▶ [ASSIGNMENT]: Below are some entries. Copy each line that holds the string "exists".
** MATERIALS PROVIDED follows **
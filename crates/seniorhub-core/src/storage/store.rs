use std::collections::HashMap;
use std::path::PathBuf;
use std::sync::Mutex;

use tracing::debug;

use super::StorageError;

/// Synchronous string key-value storage.
///
/// A missing key is `Ok(None)` from `get` and a no-op for `remove`.
pub trait KeyValueStore: Send + Sync {
    fn get(&self, key: &str) -> Result<Option<String>, StorageError>;
    fn set(&self, key: &str, value: &str) -> Result<(), StorageError>;
    fn remove(&self, key: &str) -> Result<(), StorageError>;
}

/// Process-local store. Contents vanish when the process exits.
#[derive(Debug, Default)]
pub struct MemoryStore {
    entries: Mutex<HashMap<String, String>>,
}

impl MemoryStore {
    pub fn new() -> Self {
        Self::default()
    }

    fn lock(&self) -> Result<std::sync::MutexGuard<'_, HashMap<String, String>>, StorageError> {
        self.entries
            .lock()
            .map_err(|_| StorageError::Backend("memory store lock poisoned".to_string()))
    }
}

impl KeyValueStore for MemoryStore {
    fn get(&self, key: &str) -> Result<Option<String>, StorageError> {
        Ok(self.lock()?.get(key).cloned())
    }

    fn set(&self, key: &str, value: &str) -> Result<(), StorageError> {
        self.lock()?.insert(key.to_string(), value.to_string());
        Ok(())
    }

    fn remove(&self, key: &str) -> Result<(), StorageError> {
        self.lock()?.remove(key);
        Ok(())
    }
}

/// One JSON file per key inside a data directory.
pub struct FileStore {
    data_dir: PathBuf,
}

impl FileStore {
    /// The directory is created lazily on first write.
    pub fn new(data_dir: PathBuf) -> Self {
        Self { data_dir }
    }

    fn entry_path(&self, key: &str) -> PathBuf {
        self.data_dir.join(format!("{}.json", key))
    }
}

impl KeyValueStore for FileStore {
    fn get(&self, key: &str) -> Result<Option<String>, StorageError> {
        let path = self.entry_path(key);
        if !path.exists() {
            return Ok(None);
        }
        let contents = std::fs::read_to_string(&path)?;
        Ok(Some(contents))
    }

    fn set(&self, key: &str, value: &str) -> Result<(), StorageError> {
        std::fs::create_dir_all(&self.data_dir)?;
        let path = self.entry_path(key);
        std::fs::write(&path, value)?;
        debug!(?path, "Wrote storage entry");
        Ok(())
    }

    fn remove(&self, key: &str) -> Result<(), StorageError> {
        let path = self.entry_path(key);
        if path.exists() {
            std::fs::remove_file(path)?;
        }
        Ok(())
    }
}
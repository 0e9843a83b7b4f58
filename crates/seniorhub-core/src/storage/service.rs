use std::sync::Arc;

use anyhow::Result;
use serde::{de::DeserializeOwned, Serialize};
use tracing::{debug, error, info, warn};

use crate::config::{Config, StorageBackend};

use super::{FileStore, KeyValueStore, KeyringStore, MemoryStore};

/// The fixed keys this application persists.
#[derive(Debug, Clone, Copy, PartialEq, Eq, Hash)]
pub enum StorageKey {
    AuthUser,
    AuthToken,
    HouseholdStatus,
}

impl StorageKey {
    pub const ALL: [StorageKey; 3] = [
        StorageKey::AuthUser,
        StorageKey::AuthToken,
        StorageKey::HouseholdStatus,
    ];

    pub fn as_str(&self) -> &'static str {
        match self {
            StorageKey::AuthUser => "seniorhub_auth_user",
            StorageKey::AuthToken => "seniorhub_auth_token",
            StorageKey::HouseholdStatus => "seniorhub_household_status",
        }
    }
}

/// Best-effort JSON persistence over a `KeyValueStore`.
///
/// Clone is cheap; clones share the backend.
#[derive(Clone)]
pub struct StorageService {
    store: Arc<dyn KeyValueStore>,
}

impl StorageService {
    pub fn new(store: Arc<dyn KeyValueStore>) -> Self {
        Self { store }
    }

    /// Build the backend selected by `SENIORHUB_STORAGE`
    pub fn from_config(config: &Config) -> Result<Self> {
        let store: Arc<dyn KeyValueStore> = match config.storage_backend {
            StorageBackend::File => Arc::new(FileStore::new(config.data_dir()?)),
            StorageBackend::Keyring => Arc::new(KeyringStore::new()),
            StorageBackend::Memory => Arc::new(MemoryStore::new()),
        };
        info!(backend = ?config.storage_backend, "Session storage configured");
        Ok(Self::new(store))
    }

    /// Serialize `data` and write it under `key`. Failures are logged, not returned;
    /// the result only says whether the value was written.
    pub fn save<T: Serialize + ?Sized>(&self, key: StorageKey, data: &T) -> bool {
        let serialized = match serde_json::to_string(data) {
            Ok(s) => s,
            Err(e) => {
                error!(key = key.as_str(), error = %e, "Failed to serialize storage value");
                return false;
            }
        };
        match self.store.set(key.as_str(), &serialized) {
            Ok(()) => true,
            Err(e) => {
                error!(key = key.as_str(), error = %e, "Failed to save storage value");
                false
            }
        }
    }

    /// Read and parse the value under `key`.
    /// Absent, empty, unreadable and unparsable values are all `None`.
    pub fn load<T: DeserializeOwned>(&self, key: StorageKey) -> Option<T> {
        let raw = match self.store.get(key.as_str()) {
            Ok(Some(raw)) if !raw.is_empty() => raw,
            Ok(_) => return None,
            Err(e) => {
                error!(key = key.as_str(), error = %e, "Failed to load storage value");
                return None;
            }
        };
        match serde_json::from_str(&raw) {
            Ok(value) => Some(value),
            Err(e) => {
                warn!(key = key.as_str(), error = %e, "Discarding unparsable storage value");
                None
            }
        }
    }

    pub fn remove(&self, key: StorageKey) {
        if let Err(e) = self.store.remove(key.as_str()) {
            error!(key = key.as_str(), error = %e, "Failed to remove storage value");
        }
    }

    /// Remove every key this application owns. A failing key does not stop the rest.
    pub fn clear(&self) {
        for key in StorageKey::ALL {
            self.remove(key);
        }
        debug!("Storage cleared");
    }
}
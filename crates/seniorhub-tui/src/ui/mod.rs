//! Terminal UI module using ratatui.
//!
//! - `render`: frame rendering for the loading, sign-in and dashboard views
//! - `input`: Keyboard event handling
//! - `styles`: Color schemes and text styling

pub mod input;
pub mod render;
pub mod styles;
//! SeniorHub TUI - a terminal client for SeniorHub.
//!
//! Signs in through the system browser, keeps the session across restarts
//! and shows the dashboard tiles.

mod app;
mod ui;

use std::io;
use std::time::Duration;

use anyhow::Result;
use crossterm::{
    event::{self, DisableMouseCapture, EnableMouseCapture, Event, KeyCode, KeyModifiers},
    execute,
    terminal::{disable_raw_mode, enable_raw_mode, EnterAlternateScreen, LeaveAlternateScreen},
};
use ratatui::{backend::CrosstermBackend, Terminal};
use tracing::info;
use tracing_appender::non_blocking::WorkerGuard;
use tracing_subscriber::{fmt, prelude::*, EnvFilter};

use seniorhub_core::{Config, SessionShell};

use app::{App, AppState};
use ui::input::handle_input;
use ui::render::render;

// ============================================================================
// Constants
// ============================================================================

/// Timeout for polling terminal events (in milliseconds)
const EVENT_POLL_TIMEOUT_MS: u64 = 100;

const LOG_FILE_NAME: &str = "seniorhub.log";

/// Initialize the tracing subscriber for logging.
///
/// Logs go to a file in the data directory since stderr belongs to the
/// terminal UI. Use RUST_LOG to control the level (e.g., RUST_LOG=debug).
fn init_tracing(config: &Config) -> Result<WorkerGuard> {
    let filter = EnvFilter::try_from_default_env()
        .unwrap_or_else(|_| EnvFilter::new("warn"));

    let log_dir = config.data_dir()?;
    std::fs::create_dir_all(&log_dir)?;
    let appender = tracing_appender::rolling::never(&log_dir, LOG_FILE_NAME);
    let (writer, guard) = tracing_appender::non_blocking(appender);

    tracing_subscriber::registry()
        .with(fmt::layer().with_writer(writer).with_ansi(false))
        .with(filter)
        .init();

    Ok(guard)
}

#[tokio::main]
async fn main() -> Result<()> {
    // Load .env file if present (silently ignore if not found)
    let _ = dotenvy::dotenv();

    let config = Config::from_env();

    // Initialize logging; the guard flushes the file writer on exit
    let _log_guard = init_tracing(&config)?;
    info!(env = ?config.app_env, storage = ?config.storage_backend, "SeniorHub TUI starting");

    let shell = SessionShell::from_config(&config)?;
    let mut app = App::new(shell);
    app.mount();

    // Setup terminal
    enable_raw_mode()?;
    let mut stdout = io::stdout();
    execute!(stdout, EnterAlternateScreen, EnableMouseCapture)?;
    let backend = CrosstermBackend::new(stdout);
    let mut terminal = Terminal::new(backend)?;

    // Main loop
    let result = run_app(&mut terminal, &mut app).await;

    // An attempt still waiting on the browser is abandoned
    app.cancel_sign_in();

    // Restore terminal
    disable_raw_mode()?;
    execute!(
        terminal.backend_mut(),
        LeaveAlternateScreen,
        DisableMouseCapture
    )?;
    terminal.show_cursor()?;

    if let Err(e) = result {
        eprintln!("Error: {}", e);
    }

    info!("SeniorHub TUI shutting down");
    Ok(())
}

async fn run_app(
    terminal: &mut Terminal<CrosstermBackend<io::Stdout>>,
    app: &mut App,
) -> Result<()> {
    loop {
        // Draw UI
        terminal.draw(|f| render(f, app))?;

        // Poll for events with timeout to allow background updates
        if event::poll(Duration::from_millis(EVENT_POLL_TIMEOUT_MS))? {
            if let Event::Key(key) = event::read()? {
                // Ctrl+C to quit
                if key.code == KeyCode::Char('c') && key.modifiers.contains(KeyModifiers::CONTROL) {
                    return Ok(());
                }

                if handle_input(app, key) {
                    return Ok(());
                }
            }
        }

        // Pick up a finished sign-in attempt
        app.check_background_tasks();

        if matches!(app.state, AppState::Quitting) {
            return Ok(());
        }

        // Yield so the sign-in task and loopback server make progress
        tokio::task::yield_now().await;
    }
}
use serde::{Deserialize, Serialize};

#[derive(Debug, Clone, Copy, PartialEq, Eq, Serialize, Deserialize)]
#[serde(rename_all = "kebab-case")]
pub enum MenuCategory {
    DailyCare,
    Health,
    Communication,
    Settings,
}

/// A navigation tile on the dashboard.
#[derive(Debug, Clone, PartialEq, Eq, Serialize)]
pub struct MenuItem {
    pub id: &'static str,
    pub title: &'static str,
    pub description: &'static str,
    pub icon: &'static str,
    pub category: MenuCategory,
    pub enabled: bool,
}

/// Tiles shown on the dashboard, in display order.
pub fn dashboard_tiles() -> Vec<MenuItem> {
    vec![
        MenuItem {
            id: "medications",
            title: "Medications",
            description: "Manage your medication schedule",
            icon: "💊",
            category: MenuCategory::Health,
            enabled: true,
        },
        MenuItem {
            id: "appointments",
            title: "Appointments",
            description: "Upcoming doctor visits",
            icon: "📅",
            category: MenuCategory::Health,
            enabled: true,
        },
        MenuItem {
            id: "household",
            title: "Household",
            description: "Manage your household",
            icon: "🏠",
            category: MenuCategory::DailyCare,
            enabled: true,
        },
        MenuItem {
            id: "settings",
            title: "Settings",
            description: "App preferences",
            icon: "⚙️",
            category: MenuCategory::Settings,
            enabled: true,
        },
    ]
}
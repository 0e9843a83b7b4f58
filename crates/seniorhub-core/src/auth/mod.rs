//! Popup-style OAuth sign-in.
//!
//! This module provides:
//! - `AuthSessionManager`: the `idle → authenticating → authenticated | failed | cancelled`
//!   state machine, holding the in-memory user and bearer token
//! - `SignInAttempt`: one owned sign-in round trip that can run on a background task
//! - `AuthTransport`: the popup capability, with `LoopbackTransport` (system browser plus a
//!   local redirect target) and `ChannelTransport` (in-process, driven by a controller)
//! - `ProfileSource`: the userinfo lookup, implemented by `GoogleProfileClient`
//!
//! The provider uses the implicit flow: the bearer token arrives in the redirect
//! fragment and is relayed to the opener as a same-origin message.

pub mod error;
pub mod loopback;
pub mod manager;
pub mod oauth;
pub mod profile;
pub mod transport;

pub use error::AuthError;
pub use loopback::LoopbackTransport;
pub use manager::{AuthSessionManager, AuthState, SignInAttempt};
pub use oauth::{OAuthConfig, PopupGeometry, ScreenSize};
pub use profile::{GoogleProfileClient, ProfileSource, ProviderProfile};
pub use transport::{
    AuthMessage, AuthTransport, ChannelTransport, CrossWindowMessage, PopupController,
    PopupEvent, PopupRequest, PopupSession, SignInCancel,
};
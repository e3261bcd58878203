use std::fmt;

use chrono::{DateTime, Utc};
use serde::{Deserialize, Serialize};
use uuid::Uuid;

/// Name of a relayed event. The four built-in names carry Google Ads
/// conversion slots; anything else travels as [`EventName::Custom`].
#[derive(Debug, Clone, PartialEq, Eq, Hash, Serialize, Deserialize)]
#[serde(from = "String", into = "String")]
pub enum EventName {
    Scroll20,
    Scroll50,
    AnyClick,
    AnyCta,
    Custom(String),
}

impl EventName {
    pub fn as_str(&self) -> &str {
        match self {
            EventName::Scroll20 => "scroll_20",
            EventName::Scroll50 => "scroll_50",
            EventName::AnyClick => "any_click",
            EventName::AnyCta => "any_cta",
            EventName::Custom(name) => name,
        }
    }
}

impl From<String> for EventName {
    fn from(name: String) -> Self {
        match name.as_str() {
            "scroll_20" => EventName::Scroll20,
            "scroll_50" => EventName::Scroll50,
            "any_click" => EventName::AnyClick,
            "any_cta" => EventName::AnyCta,
            _ => EventName::Custom(name),
        }
    }
}

impl From<&str> for EventName {
    fn from(name: &str) -> Self {
        EventName::from(name.to_string())
    }
}

impl From<EventName> for String {
    fn from(name: EventName) -> Self {
        name.as_str().to_string()
    }
}

impl fmt::Display for EventName {
    fn fmt(&self, f: &mut fmt::Formatter<'_>) -> fmt::Result {
        f.write_str(self.as_str())
    }
}

/// One user action to report. Created on demand and dropped after dispatch.
#[derive(Debug, Clone, Serialize, Deserialize)]
pub struct TrackingEvent {
    pub id: Uuid,
    pub name: EventName,
    pub data: serde_json::Map<String, serde_json::Value>,
    pub created_at: DateTime<Utc>,
}

impl TrackingEvent {
    pub fn new(name: impl Into<EventName>) -> Self {
        Self {
            id: Uuid::new_v4(),
            name: name.into(),
            data: serde_json::Map::new(),
            created_at: Utc::now(),
        }
    }

    /// Attach a data field.
    pub fn with(mut self, key: &str, value: impl Into<serde_json::Value>) -> Self {
        self.data.insert(key.to_string(), value.into());
        self
    }

    pub fn data_value(&self) -> serde_json::Value {
        serde_json::Value::Object(self.data.clone())
    }
}

/// Destination platforms, in dispatch order.
#[derive(Debug, Clone, Copy, PartialEq, Eq, Hash, Serialize, Deserialize)]
#[serde(rename_all = "snake_case")]
pub enum Platform {
    Facebook,
    GoogleAds,
    Ga4,
    TikTok,
}

impl Platform {
    pub const ALL: [Platform; 4] = [
        Platform::Facebook,
        Platform::GoogleAds,
        Platform::Ga4,
        Platform::TikTok,
    ];

    pub fn as_str(&self) -> &'static str {
        match self {
            Platform::Facebook => "facebook",
            Platform::GoogleAds => "google_ads",
            Platform::Ga4 => "ga4",
            Platform::TikTok => "tiktok",
        }
    }
}

impl fmt::Display for Platform {
    fn fmt(&self, f: &mut fmt::Formatter<'_>) -> fmt::Result {
        f.write_str(self.as_str())
    }
}

/// Why a platform was not called for an event.
#[derive(Debug, Clone, Copy, PartialEq, Eq, Serialize, Deserialize)]
#[serde(rename_all = "snake_case")]
pub enum SkipReason {
    /// The platform's global function is absent or not callable.
    Unavailable,
    /// The platform's identifier is not configured.
    MissingId,
    /// Google Ads only: no conversion id mapped for this event name.
    NoConversionId,
}

#[derive(Debug, Clone, PartialEq, Eq, Serialize, Deserialize)]
#[serde(tag = "status", rename_all = "snake_case")]
pub enum DispatchOutcome {
    Sent,
    Skipped { reason: SkipReason },
    Failed { error: String },
}

/// Result of one dispatch attempt against one platform.
#[derive(Debug, Clone, Serialize, Deserialize)]
pub struct DispatchRecord {
    pub event_id: Uuid,
    pub event_name: EventName,
    pub platform: Platform,
    pub outcome: DispatchOutcome,
    pub timestamp: DateTime<Utc>,
}

#[cfg(test)]
#[allow(clippy::unwrap_used)]
mod tests {
    use super::*;

    #[test]
    fn test_event_name_round_trip_strings() {
        assert_eq!(EventName::from("scroll_20"), EventName::Scroll20);
        assert_eq!(EventName::from("any_cta"), EventName::AnyCta);
        assert_eq!(
            EventName::from("page_view"),
            EventName::Custom("page_view".into())
        );
        assert_eq!(EventName::AnyClick.to_string(), "any_click");
    }

    #[test]
    fn test_event_serializes_name_as_string() {
        let event = TrackingEvent::new(EventName::Scroll50)
            .with("percent", 55)
            .with("url", "https://example.com/");
        let json = serde_json::to_value(&event).unwrap();
        assert_eq!(json["name"], "scroll_50");
        assert_eq!(json["data"]["percent"], 55);
        assert_eq!(event.data_value()["url"], "https://example.com/");
    }

    #[test]
    fn test_outcome_serde_tagging() {
        let outcome = DispatchOutcome::Skipped {
            reason: SkipReason::NoConversionId,
        };
        let json = serde_json::to_value(&outcome).unwrap();
        assert_eq!(json["status"], "skipped");
        assert_eq!(json["reason"], "no_conversion_id");
    }
}
//! Tracking relay — wires configuration, the startup gate, the observers and
//! the dispatcher to a host page.
//!
//! Lifecycle: `WaitingForPixels` (readiness polling) → `WaitingForDocument`
//! (only if the DOM is still loading) → `Active` (scroll and click observers
//! registered, exactly once).

use std::sync::Arc;

use tracing::{debug, info, warn};

use pixel_relay_core::{DispatchSink, RelayConfig, TrackingEvent};

use crate::click::ClickObserver;
use crate::dispatcher::Dispatcher;
use crate::events::HostEvent;
use crate::host::{Listener, ListenerOptions, RelayHost};
use crate::pixels::{self, PixelCall, PixelGlobal};
use crate::readiness::{ReadinessPoller, ReadyCause};
use crate::scroll::{ScrollObserver, ScrollState};
use crate::tracking_config::TrackingConfig;

#[derive(Debug, Clone, Copy, PartialEq, Eq)]
pub enum RelayPhase {
    /// Constructed, [`TrackingRelay::start`] not called yet.
    Created,
    WaitingForPixels,
    WaitingForDocument,
    Active,
}

pub struct TrackingRelay {
    host: RelayHost,
    config: Arc<TrackingConfig>,
    dispatcher: Dispatcher,
    poller: ReadinessPoller,
    scroll: ScrollObserver,
    click: ClickObserver,
    phase: RelayPhase,
    ready_cause: Option<ReadyCause>,
}

impl TrackingRelay {
    /// Resolve the tracking configuration from the page, make sure a `gtag`
    /// exists and send the GA4 `config` command.
    pub fn new(settings: RelayConfig, host: RelayHost) -> Self {
        let config = Arc::new(TrackingConfig::resolve(
            host.page.as_ref(),
            &settings.script_marker,
        ));

        pixels::ensure_gtag(host.globals.as_ref());
        send_ga4_config(&host, &config);

        Self {
            dispatcher: Dispatcher::new(config.clone(), host.globals.clone()),
            poller: ReadinessPoller::new(&settings.readiness),
            scroll: ScrollObserver::new(settings.scroll),
            click: ClickObserver::new(settings.click, &config.cta_text),
            config,
            host,
            phase: RelayPhase::Created,
            ready_cause: None,
        }
    }

    /// Attach a sink for per-platform dispatch outcomes.
    pub fn with_dispatch_sink(mut self, sink: Arc<dyn DispatchSink>) -> Self {
        self.dispatcher = self.dispatcher.with_sink(sink);
        self
    }

    pub fn config(&self) -> &TrackingConfig {
        &self.config
    }

    pub fn phase(&self) -> RelayPhase {
        self.phase
    }

    /// How the startup gate opened, once it has.
    pub fn ready_cause(&self) -> Option<ReadyCause> {
        self.ready_cause
    }

    pub fn scroll_state(&self) -> ScrollState {
        self.scroll.state()
    }

    pub fn scroll_evaluations(&self) -> u64 {
        self.scroll.evaluations()
    }

    /// Begin waiting for pixel SDKs.
    pub fn start(&mut self) {
        if self.phase != RelayPhase::Created {
            return;
        }
        self.poller.start(self.host.scheduler.as_ref());
        self.phase = RelayPhase::WaitingForPixels;
    }

    /// Feed one host notification to the relay.
    pub fn handle(&mut self, event: HostEvent) {
        match event {
            HostEvent::Timer(handle) if self.poller.owns(handle) => {
                if let Some(cause) = self
                    .poller
                    .on_tick(self.host.scheduler.as_ref(), self.host.globals.as_ref())
                {
                    self.on_ready(cause);
                }
            }
            HostEvent::Timer(handle) => {
                match self.scroll.on_timer(
                    handle,
                    self.host.page.as_ref(),
                    self.host.scheduler.as_ref(),
                ) {
                    Some(events) => self.dispatch_all(&events),
                    None => debug!(?handle, "ignoring unknown timer"),
                }
            }
            HostEvent::Scroll => self.scroll.on_scroll(self.host.scheduler.as_ref()),
            HostEvent::Click(target) => {
                let url = self.host.page.location_href();
                let events = self.click.on_click(&target, &url);
                self.dispatch_all(&events);
            }
            HostEvent::DomContentLoaded => {
                if self.phase == RelayPhase::WaitingForDocument {
                    self.host.page.remove_listener(Listener::DomContentLoaded);
                    self.register_observers();
                }
            }
        }
    }

    /// Send an arbitrary event through the dispatcher.
    pub fn track(&self, event: &TrackingEvent) {
        self.dispatcher.dispatch(event);
    }

    fn on_ready(&mut self, cause: ReadyCause) {
        self.ready_cause = Some(cause);
        if self.host.page.ready_state().is_ready() {
            self.register_observers();
        } else {
            debug!("document still loading, deferring observers to DOMContentLoaded");
            self.host
                .page
                .add_listener(Listener::DomContentLoaded, ListenerOptions::default());
            self.phase = RelayPhase::WaitingForDocument;
        }
    }

    fn register_observers(&mut self) {
        if self.phase == RelayPhase::Active {
            return;
        }
        self.scroll
            .attach(self.host.page.as_ref(), self.host.scheduler.as_ref());
        self.click.attach(self.host.page.as_ref());
        self.phase = RelayPhase::Active;
        info!("scroll and click tracking registered");
    }

    fn dispatch_all(&self, events: &[TrackingEvent]) {
        for event in events {
            self.dispatcher.dispatch(event);
        }
    }
}

fn send_ga4_config(host: &RelayHost, config: &TrackingConfig) {
    let Some(measurement_id) = config.ga4_measurement_id.as_deref() else {
        return;
    };
    let Some(gtag) = pixels::callable(host.globals.as_ref(), PixelGlobal::Gtag) else {
        return;
    };
    let call = PixelCall::Config {
        target: measurement_id.to_string(),
    };
    if let Err(e) = gtag.call(&call) {
        warn!(error = %e, "gtag config failed");
    }
}

#[cfg(test)]
#[allow(clippy::unwrap_used)]
mod tests {
    use super::*;
    use crate::events::{ClickTarget, ReadyState};
    use crate::pixels::GlobalScope;
    use crate::sim::{RecordingPixel, SimulatedPage};
    use pixel_relay_core::capture_sink;
    use std::time::Duration;

    #[test]
    fn test_new_installs_stand_in_and_configures_ga4() {
        let page = SimulatedPage::new("https://example.com/");
        page.add_script("/tracking-script7.js?ga4Id=G-XYZ");
        let relay = TrackingRelay::new(RelayConfig::default(), page.host());

        assert_eq!(relay.config().ga4_measurement_id.as_deref(), Some("G-XYZ"));
        assert!(page.globals().lookup(PixelGlobal::Gtag).unwrap().is_stand_in());
        assert_eq!(relay.phase(), RelayPhase::Created);
    }

    #[test]
    fn test_ga4_config_sent_to_loaded_gtag() {
        let page = SimulatedPage::new("https://example.com/");
        page.add_script("/tracking-script7.js?ga4Id=G-XYZ");
        let gtag = Arc::new(RecordingPixel::new());
        page.globals().install(PixelGlobal::Gtag, gtag.clone());

        let _relay = TrackingRelay::new(RelayConfig::default(), page.host());
        assert_eq!(
            gtag.calls(),
            vec![PixelCall::Config {
                target: "G-XYZ".into()
            }]
        );
    }

    #[test]
    fn test_failing_ga4_config_is_swallowed() {
        let page = SimulatedPage::new("https://example.com/");
        page.add_script("/tracking-script7.js?ga4Id=G-XYZ");
        page.globals()
            .install(PixelGlobal::Gtag, Arc::new(RecordingPixel::failing("boom")));
        let relay = TrackingRelay::new(RelayConfig::default(), page.host());
        assert_eq!(relay.phase(), RelayPhase::Created);
    }

    #[test]
    fn test_deferred_until_dom_content_loaded() {
        let page = SimulatedPage::new("https://example.com/");
        page.set_ready_state(ReadyState::Loading);
        page.globals()
            .install(PixelGlobal::Fbq, Arc::new(RecordingPixel::new()));

        let mut relay = TrackingRelay::new(RelayConfig::default(), page.host());
        relay.start();
        page.advance(&mut relay, Duration::from_millis(500));

        assert_eq!(relay.phase(), RelayPhase::WaitingForDocument);
        assert_eq!(relay.ready_cause(), Some(ReadyCause::Detected));
        assert!(!page.has_listener(Listener::Click));

        page.finish_loading(&mut relay);
        assert_eq!(relay.phase(), RelayPhase::Active);
        assert!(page.has_listener(Listener::Click));
        assert!(page.has_listener(Listener::Scroll));
        assert!(!page.has_listener(Listener::DomContentLoaded));

        // A stray second notification does not register twice
        relay.handle(HostEvent::DomContentLoaded);
        assert_eq!(relay.phase(), RelayPhase::Active);
    }

    #[test]
    fn test_clicks_before_activation_are_ignored() {
        let page = SimulatedPage::new("https://example.com/");
        page.add_script("/tracking-script7.js?facebookPixelId=FB");
        let fbq = Arc::new(RecordingPixel::new());
        page.globals().install(PixelGlobal::Fbq, fbq.clone());
        let sink = capture_sink();

        let mut relay =
            TrackingRelay::new(RelayConfig::default(), page.host()).with_dispatch_sink(sink.clone());
        relay.start();
        relay.handle(HostEvent::Click(ClickTarget::with_text("early")));
        assert_eq!(sink.count(), 0);

        page.advance(&mut relay, Duration::from_millis(500));
        page.click(&mut relay, "later");
        assert_eq!(fbq.calls().len(), 1);
        assert_eq!(sink.count(), 4);
    }

    #[test]
    fn test_track_custom_event() {
        let page = SimulatedPage::new("https://example.com/");
        page.add_script("/tracking-script7.js?googleAdsId=AW-1&ga4Id=G-1");
        let gtag = Arc::new(RecordingPixel::new());
        page.globals().install(PixelGlobal::Gtag, gtag.clone());
        let sink = capture_sink();
        let relay =
            TrackingRelay::new(RelayConfig::default(), page.host()).with_dispatch_sink(sink.clone());

        relay.track(&TrackingEvent::new("newsletter_signup").with("url", "https://example.com/"));

        // config at startup + GA4 event; Ads has no slot for custom events
        assert_eq!(gtag.calls().len(), 2);
        assert_eq!(sink.count(), 4);
    }
}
** End of MATERIALS PROVIDED **
▶ [COMPLETED TASK]:
        if !path.exists() {
        if path.exists() {
    /// exists and send the GA4 `config` command.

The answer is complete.